今回は、その第2弾ということで、本日は、就労移行支援や就労継続支援A型・B型をスタートする前に知っておきたい「就労支援の事業の会計処理の基準」をご紹介させていただきたいと思います。

「就労支援の事業の会計処理の基準」って何に基づくもの?

就労支援の事業の会計処理の基準は、平成18年に「就労支援等の事業に関する会計処理の取扱いについて」(平成18年10月2日社援発第1002001号)という厚生労働省からの通知により取りまとめられています。

そして、社会福祉法人の会計基準が新しく制定されたことに伴い、平成25年にその一部が改正されています。

「就労支援の事業の会計処理の基準」 の制定当時の経緯は?

就労支援事業を行う事業所等では、就労支援事業収入からその事業に必要な経費を控除した金額を利用者様へ支払うこととされています。

そのため、基準の制定に当たっては、会計処理に明確なルールを定めて、この辺りをきっちりと明確にできるようにしようという考え方があります。

また、当時、社会福祉法人では、その社会福祉法人独自の会計基準により、その会計のルールが定められていましたが、社会福祉法人のみを対象とするものであったため、全ての法人が適用できる会計処理のルールを取りまとめるという目的もありました。

「就労支援の事業の会計処理の基準」 ってどんなことが定められているの?

就労支援事業収入からその事業に必要な経費を控除した金額を利用者様へ支払うこととされており、その金額を適正に算定できるルールがこの基準では定められています。

このため、就労支援事業だけでなく、他の事業も併せて実施している場合には、当然、両者をしっかりと区分して経理を行うということになりますし、複数の就労支援事業を行っている場合は、それぞれの就労支援事業ごとにも分ける必要があります。

その他には、積立金の計上などについても定められており、詳細は、厚生労働省から公表されている基準をご確認いただければと思います。

まとめ

「就労支援の事業の会計処理の基準」 は、社会福祉法人の会計基準がベースとなっており、初めてこの会計を行う場合には、非常に複雑で分かりにくいことも多いかと思います。

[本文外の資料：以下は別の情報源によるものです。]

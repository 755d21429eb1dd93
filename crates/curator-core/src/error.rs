//! Core error types

use thiserror::Error;

#[derive(Error, Debug)]
pub enum CoreError {
    #[error("Chart directory not found: {path}")]
    ChartNotFound { path: String },

    #[error("Not a directory: {path}")]
    NotADirectory { path: String },

    #[error("Invalid Chart.yaml: {message}")]
    InvalidChart { message: String },

    #[error("Failed to parse Chart.yaml: {0}")]
    YamlParse(#[from] serde_yaml::Error),

    #[error("Invalid .helmignore pattern {pattern:?}: {message}")]
    InvalidIgnorePattern { pattern: String, message: String },

    #[error("IO error: {0}")]
    Io(#[from] std::io::Error),

    #[error("Invalid version: {0}")]
    InvalidVersion(#[from] semver::Error),

    #[error("Missing required field: {field}")]
    MissingField { field: String },

    #[error("Archive error: {message}")]
    Archive { message: String },
}

pub type Result<T> = std::result::Result<T, CoreError>;
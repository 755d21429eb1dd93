//! ChartMuseum response envelope

use reqwest::StatusCode;
use reqwest::header::HeaderMap;
use serde::{Deserialize, Serialize};

/// JSON body returned by every ChartMuseum API call
///
/// All fields are optional on the wire; missing ones default to empty/false.
#[derive(Debug, Clone, Default, PartialEq, Eq, Serialize, Deserialize)]
#[serde(default)]
pub struct Envelope {
    #[serde(skip_serializing_if = "String::is_empty")]
    pub message: String,
    #[serde(skip_serializing_if = "String::is_empty")]
    pub error: String,
    #[serde(skip_serializing_if = "std::ops::Not::not")]
    pub saved: bool,
    #[serde(skip_serializing_if = "std::ops::Not::not")]
    pub deleted: bool,
    #[serde(skip_serializing_if = "std::ops::Not::not")]
    pub healthy: bool,
}

impl Envelope {
    /// Decode a body, falling back to an empty envelope when it is not valid JSON
    pub fn decode(body: &[u8]) -> Self {
        if body.is_empty() {
            return Self::default();
        }
        match serde_json::from_slice(body) {
            Ok(envelope) => envelope,
            Err(e) => {
                tracing::trace!("ignoring undecodable response body: {}", e);
                Self::default()
            }
        }
    }
}

/// A decoded API response with its transport status and headers
#[derive(Debug, Clone)]
pub struct Response {
    pub status: StatusCode,
    pub headers: HeaderMap,
    pub envelope: Envelope,
}

impl Response {
    pub fn new(status: StatusCode, headers: HeaderMap, body: &[u8]) -> Self {
        Self {
            status,
            headers,
            envelope: Envelope::decode(body),
        }
    }

    /// 2xx status
    pub fn is_success(&self) -> bool {
        self.status.is_success()
    }

    pub fn message(&self) -> &str {
        &self.envelope.message
    }

    pub fn saved(&self) -> bool {
        self.envelope.saved
    }

    pub fn deleted(&self) -> bool {
        self.envelope.deleted
    }

    pub fn healthy(&self) -> bool {
        self.envelope.healthy
    }
}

ただし、この基準の理解が乏しい場合には、自治体の監査等で指摘されてしまうことにつながりかねませんので、慎重に取り組んでいく必要があると言えます。

あとがき

私自身は、就職活動が終わってから大学卒業までに割と暇がありましたので、その期間で日商簿記の3級と2級を取得しました。

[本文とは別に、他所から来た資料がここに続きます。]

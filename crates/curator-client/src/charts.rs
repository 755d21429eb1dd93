//! Chart upload and deletion
//!
//! Charts live either at the server root or under an optional
//! `{org}/{repo}` namespace. An org always needs a repo.

use std::fmt;
use std::io::SeekFrom;

use reqwest::Method;
use tokio::fs::File;
use tokio::io::{AsyncReadExt, AsyncSeekExt};

use crate::client::Client;
use crate::context::Context;
use crate::error::{ClientError, Result, ResultExt};
use crate::response::Response;
use crate::sniff::{OCTET_STREAM, SNIFF_LEN, detect_content_type};

/// Identifies a chart version and the namespace it belongs to
#[derive(Debug, Clone, Default, PartialEq, Eq)]
pub struct ChartInfo {
    pub name: String,
    pub version: String,
    pub org: Option<String>,
    pub repo: Option<String>,
}

/// Where a chart lives on the server
#[derive(Debug, Clone, Copy, PartialEq, Eq)]
pub enum Scope<'a> {
    Root,
    Repo(&'a str),
    Org { org: &'a str, repo: &'a str },
}

impl ChartInfo {
    pub fn new(name: impl Into<String>, version: impl Into<String>) -> Self {
        Self {
            name: name.into(),
            version: version.into(),
            org: None,
            repo: None,
        }
    }

    /// Set the organisation; empty strings leave it unset
    pub fn with_org(mut self, org: Option<impl Into<String>>) -> Self {
        self.org = org.map(Into::into).filter(|o| !o.is_empty());
        self
    }

    /// Set the repository; empty strings leave it unset
    pub fn with_repo(mut self, repo: Option<impl Into<String>>) -> Self {
        self.repo = repo.map(Into::into).filter(|r| !r.is_empty());
        self
    }

    fn org(&self) -> Option<&str> {
        self.org.as_deref().filter(|o| !o.is_empty())
    }

    fn repo(&self) -> Option<&str> {
        self.repo.as_deref().filter(|r| !r.is_empty())
    }

    /// Resolve the namespace, rejecting an org without a repo
    pub fn scope(&self) -> Result<Scope<'_>> {
        match (self.org(), self.repo()) {
            (Some(_), None) => Err(ClientError::InvalidChart {
                message: "Repo required if Org is provided".to_string(),
            }),
            (Some(org), Some(repo)) => Ok(Scope::Org { org, repo }),
            (None, Some(repo)) => Ok(Scope::Repo(repo)),
            (None, None) => Ok(Scope::Root),
        }
    }

    /// `api/[{org}/][{repo}/]charts`
    pub fn upload_path(&self) -> Result<String> {
        Ok(match self.scope()? {
            Scope::Root => "api/charts".to_string(),
            Scope::Repo(repo) => format!("api/{}/charts", repo),
            Scope::Org { org, repo } => format!("api/{}/{}/charts", org, repo),
        })
    }

    /// `api/[{org}/][{repo}/]charts/{name}/{version}`
    pub fn chart_path(&self) -> Result<String> {
        Ok(format!(
            "{}/{}/{}",
            self.upload_path()?,
            self.name,
            self.version
        ))
    }
}

impl fmt::Display for ChartInfo {
    fn fmt(&self, f: &mut fmt::Formatter<'_>) -> fmt::Result {
        match (self.org(), self.repo()) {
            (Some(org), repo) => write!(
                f,
                "{}/{}/{}-{}",
                org,
                repo.unwrap_or_default(),
                self.name,
                self.version
            ),
            (None, Some(repo)) => write!(f, "{}/{}-{}", repo, self.name, self.version),
            (None, None) => write!(f, "{}-{}", self.name, self.version),
        }
    }
}

/// Chart operations of the ChartMuseum API
#[derive(Debug, Clone, Copy)]
pub struct ChartService<'a> {
    client: &'a Client,
}

impl<'a> ChartService<'a> {
    pub fn new(client: &'a Client) -> Self {
        Self { client }
    }

    /// Upload a packaged chart
    pub async fn upload(&self, ctx: &Context, chart: &ChartInfo, file: File) -> Result<Response> {
        let path = chart.upload_path()?;
        self.upload_file(ctx, &path, file).await
    }

    /// Delete a chart version
    pub async fn delete(&self, ctx: &Context, chart: &ChartInfo) -> Result<Response> {
        let path = chart.chart_path()?;
        let request = self
            .client
            .new_request(Method::DELETE, &path, None::<&()>)
            .context("Failed creating delete request")?;
        self.client
            .execute(ctx, request)
            .await
            .context("Failed to do delete request")
    }

    async fn upload_file(&self, ctx: &Context, path: &str, mut file: File) -> Result<Response> {
        let metadata = file
            .metadata()
            .await
            .map_err(|e| ClientError::Io(e).context("Unable to access file"))?;
        if metadata.is_dir() {
            return Err(ClientError::NotAFile);
        }

        let content_type = sniff_content_type(&mut file).await?;
        tracing::debug!(
            "uploading {} bytes as {} to {}",
            metadata.len(),
            content_type,
            path
        );

        let request = self
            .client
            .new_upload_request(path, file, metadata.len(), content_type)
            .context("Failed creating upload request")?;
        self.client
            .execute(ctx, request)
            .await
            .context("Failed to do upload request")
    }
}

/// Detect the content type from the head of `file`, then rewind it
async fn sniff_content_type(file: &mut File) -> Result<&'static str> {
    let mut head = Vec::with_capacity(SNIFF_LEN);
    let content_type = match (&mut *file).take(SNIFF_LEN as u64).read_to_end(&mut head).await {
        Ok(_) => detect_content_type(&head),
        Err(e) => {
            tracing::debug!("content sniffing failed: {}", e);
            OCTET_STREAM
        }
    };
    file.seek(SeekFrom::Start(0))
        .await
        .map_err(|e| ClientError::Io(e).context("Unable to rewind file"))?;
    Ok(content_type)
}

#[cfg(test)]
mod tests {
    use super::*;
    use std::io::Write;
    use wiremock::matchers::{body_bytes, header, method, path};
    use wiremock::{Mock, MockServer, ResponseTemplate};

    const ALL_NAMES: &[(&str, &str)] = &[("demo", "1.0.0"), ("", ""), ("a-b", "0.1.0-rc.1")];

    fn gzip_bytes() -> Vec<u8> {
        let mut data = vec![0x1f, 0x8b, 0x08, 0x00];
        data.extend(std::iter::repeat_n(0xabu8, 2048));
        data
    }

    async fn temp_file(data: &[u8]) -> (tempfile::NamedTempFile, File) {
        let mut named = tempfile::NamedTempFile::new().unwrap();
        named.write_all(data).unwrap();
        named.flush().unwrap();
        let file = File::open(named.path()).await.unwrap();
        (named, file)
    }

    #[test]
    fn test_paths_per_scope() {
        let root = ChartInfo::new("demo", "1.0.0");
        assert_eq!(root.upload_path().unwrap(), "api/charts");
        assert_eq!(root.chart_path().unwrap(), "api/charts/demo/1.0.0");

        let repo = ChartInfo::new("demo", "1.0.0").with_repo(Some("stable"));
        assert_eq!(repo.upload_path().unwrap(), "api/stable/charts");
        assert_eq!(repo.chart_path().unwrap(), "api/stable/charts/demo/1.0.0");

        let org = ChartInfo::new("demo", "1.0.0")
            .with_org(Some("acme"))
            .with_repo(Some("stable"));
        assert_eq!(org.upload_path().unwrap(), "api/acme/stable/charts");
        assert_eq!(
            org.chart_path().unwrap(),
            "api/acme/stable/charts/demo/1.0.0"
        );
    }

    #[test]
    fn test_empty_scope_values_are_unset() {
        let chart = ChartInfo::new("demo", "1.0.0")
            .with_org(Some(""))
            .with_repo(Some(""));
        assert_eq!(chart.scope().unwrap(), Scope::Root);
        assert_eq!(chart.org, None);
    }

    #[test]
    fn test_org_without_repo_rejected() {
        for (name, version) in ALL_NAMES {
            let chart = ChartInfo::new(*name, *version).with_org(Some("acme"));
            assert!(matches!(
                chart.upload_path(),
                Err(ClientError::InvalidChart { .. })
            ));
            assert!(matches!(
                chart.chart_path(),
                Err(ClientError::InvalidChart { .. })
            ));
        }
    }

    #[test]
    fn test_display() {
        let chart = ChartInfo::new("demo", "1.0.0");
        insta::assert_snapshot!(chart.to_string(), @"demo-1.0.0");
        let chart = chart.with_repo(Some("stable"));
        insta::assert_snapshot!(chart.to_string(), @"stable/demo-1.0.0");
        let chart = chart.with_org(Some("acme"));
        insta::assert_snapshot!(chart.to_string(), @"acme/stable/demo-1.0.0");
    }

    #[tokio::test]
    async fn test_sniff_rewinds_file() {
        let data = gzip_bytes();
        let (_named, mut file) = temp_file(&data).await;

        let content_type = sniff_content_type(&mut file).await.unwrap();
        assert_eq!(content_type, "application/x-gzip");

        let mut rest = Vec::new();
        file.read_to_end(&mut rest).await.unwrap();
        assert_eq!(rest, data);
    }

    #[tokio::test]
    async fn test_sniff_rewinds_short_text_file() {
        let (_named, mut file) = temp_file(b"hello").await;

        let content_type = sniff_content_type(&mut file).await.unwrap();
        assert_eq!(content_type, "text/plain; charset=utf-8");

        let mut rest = Vec::new();
        file.read_to_end(&mut rest).await.unwrap();
        assert_eq!(rest, b"hello");
    }

    #[tokio::test]
    async fn test_upload_sends_whole_file() {
        let server = MockServer::start().await;
        let data = gzip_bytes();
        Mock::given(method("POST"))
            .and(path("/api/charts"))
            .and(header("content-type", "application/x-gzip"))
            .and(body_bytes(data.clone()))
            .respond_with(ResponseTemplate::new(201).set_body_string(r#"{"saved":true}"#))
            .expect(1)
            .mount(&server)
            .await;

        let client = Client::new(&server.uri(), None).unwrap();
        let (_named, file) = temp_file(&data).await;
        let response = client
            .charts()
            .upload(&Context::background(), &ChartInfo::new("demo", "1.0.0"), file)
            .await
            .unwrap();

        assert!(response.saved());
        let requests = server.received_requests().await.unwrap();
        assert_eq!(
            requests[0].headers.get("content-length").unwrap(),
            &data.len().to_string()
        );
    }

    #[tokio::test]
    async fn test_upload_org_scope() {
        let server = MockServer::start().await;
        Mock::given(method("POST"))
            .and(path("/api/acme/stable/charts"))
            .respond_with(ResponseTemplate::new(201).set_body_string(r#"{"saved":true}"#))
            .expect(1)
            .mount(&server)
            .await;

        let client = Client::new(&server.uri(), None).unwrap();
        let (_named, file) = temp_file(&gzip_bytes()).await;
        let chart = ChartInfo::new("demo", "1.0.0")
            .with_org(Some("acme"))
            .with_repo(Some("stable"));

        let response = client
            .charts()
            .upload(&Context::background(), &chart, file)
            .await
            .unwrap();
        assert!(response.saved());
    }

    #[tokio::test]
    async fn test_upload_org_without_repo_sends_nothing() {
        let server = MockServer::start().await;
        let client = Client::new(&server.uri(), None).unwrap();
        let (_named, file) = temp_file(&gzip_bytes()).await;
        let chart = ChartInfo::new("demo", "1.0.0").with_org(Some("acme"));

        let err = client
            .charts()
            .upload(&Context::background(), &chart, file)
            .await
            .unwrap_err();

        assert_eq!(err.to_string(), "Repo required if Org is provided");
        assert!(server.received_requests().await.unwrap().is_empty());
    }

    #[tokio::test]
    async fn test_upload_directory_rejected() {
        let server = MockServer::start().await;
        let client = Client::new(&server.uri(), None).unwrap();
        let dir = tempfile::TempDir::new().unwrap();
        let file = File::open(dir.path()).await.unwrap();

        let err = client
            .charts()
            .upload(&Context::background(), &ChartInfo::new("demo", "1.0.0"), file)
            .await
            .unwrap_err();

        assert!(matches!(err, ClientError::NotAFile));
        assert!(server.received_requests().await.unwrap().is_empty());
    }

    #[tokio::test]
    async fn test_upload_server_error_is_wrapped() {
        let server = MockServer::start().await;
        Mock::given(method("POST"))
            .respond_with(ResponseTemplate::new(500).set_body_string(r#"{"error":"disk full"}"#))
            .mount(&server)
            .await;

        let client = Client::new(&server.uri(), None).unwrap();
        let (_named, file) = temp_file(&gzip_bytes()).await;
        let err = client
            .charts()
            .upload(&Context::background(), &ChartInfo::new("demo", "1.0.0"), file)
            .await
            .unwrap_err();

        assert_eq!(err.to_string(), "Failed to do upload request: disk full");
        assert_eq!(err.response().unwrap().status, 500);
    }

    #[tokio::test]
    async fn test_delete_paths() {
        let server = MockServer::start().await;
        Mock::given(method("DELETE"))
            .and(path("/api/acme/stable/charts/demo/1.0.0"))
            .respond_with(ResponseTemplate::new(200).set_body_string(r#"{"deleted":true}"#))
            .expect(1)
            .mount(&server)
            .await;
        Mock::given(method("DELETE"))
            .and(path("/api/charts/demo/1.0.0"))
            .respond_with(ResponseTemplate::new(200).set_body_string(r#"{"deleted":true}"#))
            .expect(1)
            .mount(&server)
            .await;

        let client = Client::new(&server.uri(), None).unwrap();
        let ctx = Context::background();

        let scoped = ChartInfo::new("demo", "1.0.0")
            .with_org(Some("acme"))
            .with_repo(Some("stable"));
        assert!(client.charts().delete(&ctx, &scoped).await.unwrap().deleted());

        let root = ChartInfo::new("demo", "1.0.0");
        assert!(client.charts().delete(&ctx, &root).await.unwrap().deleted());
    }

    #[tokio::test]
    async fn test_delete_not_found() {
        let server = MockServer::start().await;
        Mock::given(method("DELETE"))
            .respond_with(
                ResponseTemplate::new(404).set_body_string(r#"{"error":"improper constraint: 9.9.9"}"#),
            )
            .mount(&server)
            .await;

        let client = Client::new(&server.uri(), None).unwrap();
        let err = client
            .charts()
            .delete(&Context::background(), &ChartInfo::new("demo", "9.9.9"))
            .await
            .unwrap_err();

        assert!(err.to_string().starts_with("Failed to do delete request: "));
        assert!(err.to_string().contains("improper constraint"));
    }

    #[tokio::test]
    async fn test_delete_org_without_repo_sends_nothing() {
        let server = MockServer::start().await;
        let client = Client::new(&server.uri(), None).unwrap();
        let chart = ChartInfo::new("demo", "1.0.0").with_org(Some("acme"));

        let err = client
            .charts()
            .delete(&Context::background(), &chart)
            .await
            .unwrap_err();

        assert!(matches!(err, ClientError::InvalidChart { .. }));
        assert!(server.received_requests().await.unwrap().is_empty());
    }
}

当時は大学4回生でそれほどアルバイトをしていたわけでもありませんので、お金がなく、独学で辛い思いをしながら勉強をしていた記憶があります。特に、工業簿記は辛かった記憶が…。

さて、この日商簿記は有名な資格試験ですが、実は、社会福祉法人の会計の世界には、「社会福祉会計簿記認定試験」(社福簿記)なるものがあるのです。

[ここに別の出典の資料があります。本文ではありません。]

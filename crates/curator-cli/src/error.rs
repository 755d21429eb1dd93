//! CLI error types
//!
//! Every failure is printed with the step that failed. Configuration errors
//! additionally show the usage of the failing subcommand.

use curator_client::ClientError;
use curator_core::CoreError;
use miette::Diagnostic;
use thiserror::Error;

/// CLI-specific error type
#[derive(Error, Debug, Diagnostic, Clone)]
pub enum CliError {
    /// Invalid global configuration (server, org, repo)
    #[error("{message}")]
    #[diagnostic(code(curator::cli::config))]
    Config {
        message: String,
        #[help]
        help: Option<String>,
    },

    /// Chart directory validation, loading or packaging failed
    #[error("{message}")]
    #[diagnostic(code(curator::cli::chart))]
    Chart {
        message: String,
        #[help]
        help: Option<String>,
    },

    /// IO error (temp dir, archive file)
    #[error("{message}")]
    #[diagnostic(code(curator::cli::io))]
    Io { message: String },

    /// ChartMuseum API or transport failure
    #[error("{message}")]
    #[diagnostic(code(curator::cli::api))]
    Api { message: String },
}

impl CliError {
    /// Create a configuration error
    pub fn config(message: impl Into<String>) -> Self {
        Self::Config {
            message: message.into(),
            help: None,
        }
    }

    /// Create a configuration error with help text
    pub fn config_with_help(message: impl Into<String>, help: impl Into<String>) -> Self {
        Self::Config {
            message: message.into(),
            help: Some(help.into()),
        }
    }

    /// Create a chart error prefixed with the failed step
    pub fn chart(step: impl std::fmt::Display, err: CoreError) -> Self {
        let help = match &err {
            CoreError::InvalidChart { .. } | CoreError::MissingField { .. } => {
                Some("A chart directory needs a Chart.yaml with a name and a SemVer version".to_string())
            }
            _ => None,
        };
        Self::Chart {
            message: format!("{}: {}", step, err),
            help,
        }
    }

    /// Create an IO error prefixed with the failed step
    pub fn io(step: impl std::fmt::Display, err: std::io::Error) -> Self {
        Self::Io {
            message: format!("{}: {}", step, err),
        }
    }

    /// Whether the usage of the subcommand should be shown
    pub fn shows_usage(&self) -> bool {
        matches!(self, CliError::Config { .. })
    }
}

impl From<ClientError> for CliError {
    fn from(err: ClientError) -> Self {
        CliError::Api {
            message: err.to_string(),
        }
    }
}

/// Result type for CLI operations
pub type Result<T> = std::result::Result<T, CliError>;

銀行員を退職し、税理士業界に飛び込んで初めて配属されたのが社会福祉法人を担当するチームでして、そのチームのみんなで社福簿記を受験した記憶があります。

一般的な会計事務所では、それほど社会福祉法人の顧問先様が多くないので、今考えると社会福祉法人を担当してきた経験はかなりレアな経験だったと思います。

しかも、当時は、新会計基準への移行対応などもあり、業務はとても大変でしたが、今となっては本当に役立つ経験を積むことができたと感じています。